連載第1回となる今回は、一番基本的であるとともに勝手が分かりやすそうなWindows Serverベースの仮想マシンを作成して実行し、Azureでの操作方法や管理方法などを体験してみます。
Azureを利用するための手順は次の通りです。
Microsoftアカウントは、既にWindows 10などで利用しているユーザーも多いでしょうから、作成方法の詳細は省略します。まだ持っていないなら、以下のページで新規登録して、Outlook.comやWindowストア、OneDriveサイトなどにサインインできるようにしておきましょう。この際、課金用のクレジットカード情報を登録するので、可能な限り2段階認証を有効にして、認証アプリ(Microsoft Authenticator。→Android版/iPhone版)などによる認証を有効にしておきます。
Microsoftアカウントが用意できたら、AzureのサイトにサインインしてAzureアカウントを作成します。
このページにある[無料で始める]のリンクをクリックして登録すると、Azureのサービスを最大30日間、2万500円分まで試用できます(原稿執筆時点)。
Azureのようなパブリッククラウドは、サービスの使用状況に応じて料金が掛かります。具体的に何をどれくらい使うと、いくらくらい掛かるのか、心配になりますね。聞くところでは、Azureで間違えて仮想マシンを動かしっぱなしにしたら、高額な料金を請求された、なんて話も聞きます。
Azureのようなクラウドサービスでは、コンピュータリソースを使った分だけ従量課金されます。コンピュータを専有できたオンプレ感覚は捨てて、「使わないときはしっかりサービス利用を止める」意識が重要です
Azureの概要を知る程度なら、この30日間無料版で十分です。後々本格的にAzureを利用することになったら、無料版の終了後、有償プランを契約できます。どこかの悪質サービスのように、無償プラン終了後、勝手に有償プランに切り替わる、なんてことはないのでご安心を(ただし使わなくても30日で有効期限が切れます。その前に使いましょう)。
Azureアカウントの登録手順はそれほど難しくなく、指示に従って必要な情報を入力していけばよいだけです。ざっといえば次の通りです。
契約が完了したら、Azureの管理用ポータルサイト(https://portal.azure.com/)へサインインします。Azureを利用するために必要な管理機能は、基本的にはほぼ全てここからアクセスできるようになっています(CUIなどでの操作が必要な機能もありますが)。 Azureの管理画面(ダッシュボード)は次のようなものです。

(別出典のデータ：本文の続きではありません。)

use crate::nal::pps;
use crate::nal::sei::HeaderType;
use crate::nal::sei::SeiMessage;
use crate::rbsp::BitRead;
use crate::rbsp::BitReader;
use crate::rbsp::BitReaderError;
use crate::Context;

#[derive(Debug)]
pub enum BufferingPeriodError {
    RbspError(BitReaderError),
    UndefinedSeqParamSetId(pps::ParamSetId),
    InvalidSeqParamSetId(pps::ParamSetIdError),
}
impl From<BitReaderError> for BufferingPeriodError {
    fn from(e: BitReaderError) -> Self {
        BufferingPeriodError::RbspError(e)
    }
}
impl From<pps::ParamSetIdError> for BufferingPeriodError {
    fn from(e: pps::ParamSetIdError) -> Self {
        BufferingPeriodError::InvalidSeqParamSetId(e)
    }
}

#[derive(Debug, Eq, PartialEq)]
pub struct InitialCpbRemoval {
    pub initial_cpb_removal_delay: u32,
    pub initial_cpb_removal_delay_offset: u32,
}
impl InitialCpbRemoval {
    fn read<R: BitRead>(r: &mut R, length: u32) -> Result<InitialCpbRemoval, BitReaderError> {
        Ok(InitialCpbRemoval {
            initial_cpb_removal_delay: r.read_var(length, "initial_cpb_removal_delay")?,
            initial_cpb_removal_delay_offset: r
                .read_var(length, "initial_cpb_removal_delay_offset")?,
        })
    }
}

fn read_cpb_removal_delay_list<R: BitRead>(
    r: &mut R,
    count: usize,
    length: u32,
) -> Result<Vec<InitialCpbRemoval>, BitReaderError> {
    let mut res = Vec::with_capacity(count);
    for _ in 0..count {
        res.push(InitialCpbRemoval::read(r, length)?);
    }
    Ok(res)
}

#[derive(Debug, Eq, PartialEq)]
pub struct BufferingPeriod {
    pub seq_parameter_set_id: pps::ParamSetId,
    pub nal_hrd_bp: Option<Vec<InitialCpbRemoval>>,
    pub vcl_hrd_bp: Option<Vec<InitialCpbRemoval>>,
}
impl BufferingPeriod {
    /// Parses a `BufferingPeriod` from the given SEI message. The caller is expected to have
    /// already parsed the referenced SPS, since `seq_parameter_set_id` (the first field of the
    /// payload) selects which HRD parameters describe the rest of it.
    pub fn read(
        ctx: &Context,
        msg: &SeiMessage<'_>,
    ) -> Result<BufferingPeriod, BufferingPeriodError> {
        assert_eq!(msg.payload_type, HeaderType::BufferingPeriod);
        let mut r = BitReader::new(msg.payload);
        let seq_parameter_set_id = pps::ParamSetId::from_u32(r.read_ue("seq_parameter_set_id")?)?;
        let sps = ctx
            .sps_by_id(seq_parameter_set_id)
            .ok_or(BufferingPeriodError::UndefinedSeqParamSetId(seq_parameter_set_id))?;
        let vui = sps.vui_parameters.as_ref();
        let nal_hrd_bp = if let Some(hrd) = vui.and_then(|vui| vui.nal_hrd_parameters.as_ref()) {
            Some(read_cpb_removal_delay_list(
                &mut r,
                hrd.cpb_specs.len(),
                u32::from(hrd.initial_cpb_removal_delay_length_minus1) + 1,
            )?)
        } else {
            None
        };
        let vcl_hrd_bp = if let Some(hrd) = vui.and_then(|vui| vui.vcl_hrd_parameters.as_ref()) {
            Some(read_cpb_removal_delay_list(
                &mut r,
                hrd.cpb_specs.len(),
                u32::from(hrd.initial_cpb_removal_delay_length_minus1) + 1,
            )?)
        } else {
            None
        };
        r.finish_sei_payload()?;

        Ok(BufferingPeriod {
            seq_parameter_set_id,
            nal_hrd_bp,
            vcl_hrd_bp,
        })
    }
}

#[cfg(test)]
mod test {
    use super::*;
    use crate::rbsp::BitReader;

    #[test]
    fn reads_cpb_removal_delay_list() {
        // 0101_0011 as two 4-bit fields: delay=5, offset=3.
        let mut r = BitReader::new(&[0x53][..]);
        let list = read_cpb_removal_delay_list(&mut r, 1, 4).unwrap();
        assert_eq!(
            list,
            vec![InitialCpbRemoval {
                initial_cpb_removal_delay: 5,
                initial_cpb_removal_delay_offset: 3,
            }]
        );
    }

    #[test]
    fn read_fails_for_unknown_sps_id() {
        let ctx = Context::new();
        // ue(v) encoding of seq_parameter_set_id=0 is a single `1` bit.
        let msg = SeiMessage {
            payload_type: HeaderType::BufferingPeriod,
            payload: &[0x80][..],
        };
        let err = BufferingPeriod::read(&ctx, &msg).unwrap_err();
        assert!(matches!(err, BufferingPeriodError::UndefinedSeqParamSetId(_)));
    }
}
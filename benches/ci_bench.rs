use h264_reader::annexb::{AnnexBReader, NalReader};
use h264_reader::nal::pps::{ParamSetId, PicParameterSet};
use h264_reader::nal::sei::buffering_period::BufferingPeriod;
use h264_reader::nal::sei::pic_timing::PicTiming;
use h264_reader::nal::sei::HeaderType;
use h264_reader::nal::slice::SliceHeader;
use h264_reader::nal::sps::SeqParameterSet;
use h264_reader::nal::Nal;
use h264_reader::nal::{sei, RefNal, UnitType};
use h264_reader::Context;
use iai_callgrind::{library_benchmark, library_benchmark_group, main};
use std::fs::File;
use std::hint::black_box;
use std::io::Read;

fn setup_video(filename: &str) -> Vec<u8> {
    let mut f = File::open(filename).expect("Test file missing.");
    let l = f.metadata().unwrap().len() as usize;
    let size = l.min(10 * 1024 * 1024);
    let mut buf = vec![0; size];
    f.read_exact(&mut buf[..]).unwrap();
    buf
}

#[derive(Default)]
struct Reader {
    buf: Vec<u8>,
    last_sps_id: Option<ParamSetId>,
}
impl NalReader for Reader {
    fn start(&mut self, _ctx: &mut Context) {
        self.buf.clear();
    }

    fn push(&mut self, _ctx: &mut Context, buf: &[u8]) {
        self.buf.extend_from_slice(buf);
    }

    fn end(&mut self, ctx: &mut Context) {
        if self.buf.is_empty() {
            return;
        }
        let nal = RefNal::new(&self.buf[..], &[], true);
        let nal_header = nal.header().unwrap();
        let nal_unit_type = nal_header.nal_unit_type();

        match nal_unit_type {
            UnitType::SeqParameterSet => {
                let data = SeqParameterSet::from_bits(nal.rbsp_bits()).unwrap();
                self.last_sps_id = Some(data.seq_parameter_set_id);
                ctx.put_seq_param_set(data);
            }
            UnitType::PicParameterSet => {
                let data = PicParameterSet::from_bits(ctx, nal.rbsp_bits()).unwrap();
                ctx.put_pic_param_set(data);
            }
            UnitType::SliceLayerWithoutPartitioningIdr
            | UnitType::SliceLayerWithoutPartitioningNonIdr => {
                let header = SliceHeader::read(ctx, nal.rbsp_bits(), nal_header).unwrap();
                let _ = black_box(header);
            }
            UnitType::SEI => {
                let mut scratch = vec![];
                let mut reader = sei::SeiReader::from_rbsp_bytes(nal.rbsp_bytes(), &mut scratch);
                loop {
                    match reader.next() {
                        Ok(Some(msg)) => match msg.payload_type {
                            HeaderType::BufferingPeriod => {
                                let bp = BufferingPeriod::read(ctx, &msg);
                                let _ = black_box(bp);
                            }
                            HeaderType::PicTiming => {
                                if let Some(sps) =
                                    self.last_sps_id.and_then(|id| ctx.sps_by_id(id))
                                {
                                    let pt = PicTiming::read(sps, &msg);
                                    let _ = black_box(pt);
                                }
                            }
                            _ => {}
                        },
                        Ok(None) => break,
                        Err(e) => {
                            println!("{:?}", e);
                            break;
                        }
                    }
                }
            }
            _ => {
                println!("Unhandled: {:?}", nal_unit_type);
            }
        }
    }
}

#[library_benchmark]
#[bench::read(setup_video("big_buck_bunny_1080p_24fps_h264.h264"))]
fn reader(buf: Vec<u8>) {
    let mut ctx = Context::new();
    let mut reader = AnnexBReader::new(Reader::default());
    reader.start(&mut ctx);
    reader.push(&mut ctx, &buf);
    reader.end_units(&mut ctx);
}

library_benchmark_group!(
    name = ci;
    benchmarks = reader
);

main!(library_benchmark_groups = ci);
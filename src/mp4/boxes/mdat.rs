//! `mdat`: Media Data Box. Raw sample bytes, opaque to the box engine; only the extractor gives
//! these bytes meaning, by slicing them according to `stsc`/`stco`/`stsz` or `trun`.

pub struct MdatBox<'buf> {
    pub data: &'buf [u8],
}

impl<'buf> MdatBox<'buf> {
    pub fn parse(payload: &'buf [u8]) -> MdatBox<'buf> {
        MdatBox { data: payload }
    }
}
//! Decoder that will remove NAL header bytes and _Emulation Prevention_ byte
//! values from encoded NAL Units, to produce the _Raw Byte Sequence Payload_
//! (RBSP).
//!
//! The following byte sequences are not allowed to appear in a framed H264 bitstream,
//!
//!  - `0x00` `0x00` `0x00`
//!  - `0x00` `0x00` `0x01`
//!  - `0x00` `0x00` `0x02`
//!  - `0x00` `0x00` `0x03`
//!
//! therefore if these byte sequences do appear in the raw bitstream, an 'escaping' mechanism
//! (called 'emulation prevention' in the spec) is applied by adding a `0x03` byte between the
//! second and third bytes in the above sequence, resulting in the following encoded versions,
//!
//!  - `0x00` `0x00` **`0x03`** `0x00`
//!  - `0x00` `0x00` **`0x03`** `0x01`
//!  - `0x00` `0x00` **`0x03`** `0x02`
//!  - `0x00` `0x00` **`0x03`** `0x03`
//!
//! The [`ByteReader`] type will accept byte sequences that have had this encoding applied, and will
//! yield byte sequences where the encoding is removed (i.e. the decoder will replace instances of
//! the sequence `0x00 0x00 0x03` with `0x00 0x00`).

use bitstream_io::read::BitRead as _;
use bitstream_io::write::BitWrite as _;
use std::borrow::Cow;
use std::io::BufRead;
use std::io::Read;
use std::io::Write;
use std::num::NonZeroUsize;

#[derive(Copy, Clone, Debug)]
enum ParseState {
    /// Scanning for emulation prevention bytes; `zero_count` (0, 1, or 2)
    /// tracks consecutive trailing `0x00` bytes.
    Start(u8),
    Skip(NonZeroUsize),
    Three,
    PostThree,
}

const H264_HEADER_LEN: NonZeroUsize = match NonZeroUsize::new(1) {
    Some(one) => one,
    None => panic!("1 should be non-zero"),
};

ただ、Azureは常に改善され続けているので、画面やメニュー構成などが変わっていることがよくあります(英語メッセージのままのことも少なくありません)。上の画面は、原稿執筆時点(2017年5月上旬)でのポータル画面です。ちなみに上部のメニューバーに「Azure Cloud Shell」という機能の起動アイコンがありますが、原稿執筆時点では機能は未実装で、近く詳細が発表される機能のようです(CUIでAzureを操作できるらしいです)。クラウド環境ではこのようなことがけっこう頻繁にあるので驚かないようにしましょう。
Azureは発展途上。機能追加も頻繁で、当然ながら管理画面もちょくちょく変わります。開発途中で未実装のメニューがあったり、英語のメニュー名やメッセージがが表示されちゃったりすることもままあります。